**ABOUT THIS EXERCISE**.
The response must consist of the records below, copied exactly.

**LISTED RECORDS**.
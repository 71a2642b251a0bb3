//! Lexical analysis: turns source text into a stream of [`Token`]s.
//!
//! The lexer is a single-pass, hand-written scanner built from a character
//! [`cursor::Cursor`] plus a dispatch table in [`lexer::Lexer::next_token`].
//! It never fails outright: lexical errors (unterminated strings, illegal
//! characters) are reported to a `rillc_util::Handler` and an `Illegal`
//! token is produced so the parser can recover and keep going.

pub mod cursor;
mod lexer;
pub mod token;
pub mod unicode;

pub use lexer::Lexer;
pub use token::{lookup_keyword, Position, Token, TokenKind};

#[cfg(test)]
mod tests {
    use rillc_util::Handler;

    use super::*;

    #[test]
    fn tokenizes_a_small_program() {
        let source = "fn add(a, b) { return a + b; }";
        let handler = Handler::new();
        let mut lexer = Lexer::new(source, &handler);
        let kinds: Vec<TokenKind> = (&mut lexer).map(|t| t.kind).collect();
        assert_eq!(
            kinds,
            vec![
                TokenKind::Fn,
                TokenKind::Ident,
                TokenKind::LParen,
                TokenKind::Ident,
                TokenKind::Comma,
                TokenKind::Ident,
                TokenKind::RParen,
                TokenKind::LBrace,
                TokenKind::Return,
                TokenKind::Ident,
                TokenKind::Plus,
                TokenKind::Ident,
                TokenKind::Semicolon,
                TokenKind::RBrace,
            ]
        );
        assert!(!handler.has_errors());
    }

    #[test]
    fn iterator_stops_at_eof_without_yielding_it() {
        let handler = Handler::new();
        let lexer = Lexer::new("let", &handler);
        let tokens: Vec<Token> = lexer.collect();
        assert_eq!(tokens.len(), 1);
        assert_eq!(tokens[0].kind, TokenKind::Let);
    }
}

**ANSWER BOX**.
repository 71a2642b251a0bb3
//! Lexical analysis: turns source text into a stream of [`Token`]s.
//!
//! The lexer is a single-pass, hand-written scanner built from a character
//! [`cursor::Cursor`] plus a dispatch table in [`lexer::Lexer::next_token`].
//! It never fails outright: lexical errors (unterminated strings, illegal
//! characters) are reported to a `rillc_util::Handler` and an `Illegal`
//! token is produced so the parser can recover and keep going.

pub mod cursor;
mod lexer;
pub mod token;
pub mod unicode;

pub use lexer::Lexer;
pub use token::{lookup_keyword, Position, Token, TokenKind};

#[cfg(test)]
mod tests {
    use rillc_util::Handler;

    use super::*;

    #[test]
    fn tokenizes_a_small_program() {
        let source = "fn add(a, b) { return a + b; }";
        let handler = Handler::new();
        let mut lexer = Lexer::new(source, &handler);
        let kinds: Vec<TokenKind> = (&mut lexer).map(|t| t.kind).collect();
        assert_eq!(
            kinds,
            vec![
                TokenKind::Fn,
                TokenKind::Ident,
                TokenKind::LParen,
                TokenKind::Ident,
                TokenKind::Comma,
                TokenKind::Ident,
                TokenKind::RParen,
                TokenKind::LBrace,
                TokenKind::Return,
                TokenKind::Ident,
                TokenKind::Plus,
                TokenKind::Ident,
                TokenKind::Semicolon,
                TokenKind::RBrace,
            ]
        );
        assert!(!handler.has_errors());
    }

    #[test]
    fn iterator_stops_at_eof_without_yielding_it() {
        let handler = Handler::new();
        let lexer = Lexer::new("let", &handler);
        let tokens: Vec<Token> = lexer.collect();
        assert_eq!(tokens.len(), 1);
        assert_eq!(tokens[0].kind, TokenKind::Let);
    }
}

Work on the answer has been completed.